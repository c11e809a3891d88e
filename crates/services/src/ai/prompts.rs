//! Prompt text for each generation call. Only the reply schema matters to callers.

use proficiency_core::model::Level;

use crate::ai::generator::ReportRequest;

fn level_focus(level: Level) -> &'static str {
    match level {
        Level::A1 => "basic vocabulary, simple present tense, articles, plurals, basic prepositions",
        Level::A2 => "past simple, future forms, comparatives, modal verbs can/must",
        Level::B1 => "present perfect, conditionals type 1-2, passive voice, relative clauses",
        Level::B2 => "mixed conditionals, reported speech, advanced modals, phrasal verbs",
        Level::C1 => "complex structures, subjunctive, inversion, advanced vocabulary and idioms",
    }
}

pub(crate) fn grammar_questions(level: Level, count: usize) -> String {
    format!(
        r#"Generate {count} English grammar multiple-choice questions for {level} level students.

Level focus: {focus}

Requirements:
1. Progress from easier to harder within the {level} level
2. Each question has exactly 4 options and exactly one correct answer
3. Cover diverse grammar topics appropriate for {level}
4. Give a short explanation for the correct answer

Return ONLY a valid JSON array with this exact structure:
[
  {{
    "question": "She ___ to school every day.",
    "options": ["go", "goes", "going", "gone"],
    "correct": 1,
    "topic": "Present Simple",
    "explanation": "Third person singular takes -s in the present simple."
  }}
]
"correct" is the zero-based index of the right option."#,
        focus = level_focus(level),
    )
}

pub(crate) fn reading_exercises(level: Level, count: usize) -> String {
    format!(
        r#"Generate {count} English reading comprehension exercises for {level} level students.

Level focus: {focus}

Requirements:
1. Each exercise has one original passage suited to {level} readers
2. Each passage has several questions, each with exactly 4 options and one correct answer
3. Questions test main idea, detail, inference and vocabulary in context

Return ONLY a valid JSON array with this exact structure:
[
  {{
    "passage": "Full passage text...",
    "questions": [
      {{
        "question": "What is the main idea of the passage?",
        "options": ["...", "...", "...", "..."],
        "correct": 0,
        "topic": "Reading Comprehension",
        "explanation": "..."
      }}
    ]
  }}
]
"correct" is the zero-based index of the right option."#,
        focus = level_focus(level),
    )
}

pub(crate) fn learning_report(request: &ReportRequest) -> String {
    let topics = request
        .topics
        .iter()
        .map(|t| format!("- {}: {}/{} incorrect", t.topic, t.wrong, t.total))
        .collect::<Vec<_>>()
        .join("\n");

    format!(
        r#"Based on this English test analysis, generate a comprehensive learning report:

Test Results:
- Total Score: {correct}/{total}
- Grammar Score: {grammar_correct}/{grammar_total}
- Reading Score: {reading_correct}/{reading_total}
- Estimated Level: {level}

Performance by topic:
{topics}

Identify strengths, weak areas with concrete recommendations, overall study
recommendations and next steps.

Return ONLY valid JSON with this structure:
{{
  "level": "{level}",
  "levelDescription": "...",
  "strengths": ["..."],
  "weakAreas": [
    {{
      "topic": "...",
      "performance": "needs-improvement",
      "explanation": "...",
      "recommendations": ["..."]
    }}
  ],
  "overallRecommendations": ["..."],
  "nextSteps": ["..."]
}}"#,
        correct = request.total_correct,
        total = request.total_questions,
        grammar_correct = request.grammar_correct,
        grammar_total = request.grammar_total,
        reading_correct = request.reading_correct,
        reading_total = request.reading_total,
        level = request.level,
    )
}

pub(crate) fn turkish_translation(report_text: &str) -> String {
    format!(
        r#"Translate the following English proficiency test learning report to Turkish.
Keep CEFR level names (A1-C1) unchanged.

{report_text}

Return ONLY valid JSON with the same structure as the original report, translated to Turkish:
{{
  "strengths": ["..."],
  "weakAreas": [
    {{
      "topic": "...",
      "performance": "...",
      "explanation": "...",
      "recommendations": ["..."]
    }}
  ],
  "overallRecommendations": ["..."],
  "nextSteps": ["..."]
}}"#
    )
}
________________________________________
_WORK INSTRUCTIONS:_ Retrieve each line from the records above where the word "vocabulary" occurs.

_ANSWER TO THE EXERCISE:_
        Level::A1 => "basic vocabulary, simple present tense, articles, plurals, basic prepositions",
        Level::C1 => "complex structures, subjunctive, inversion, advanced vocabulary and idioms",
3. Questions test main idea, detail, inference and vocabulary in context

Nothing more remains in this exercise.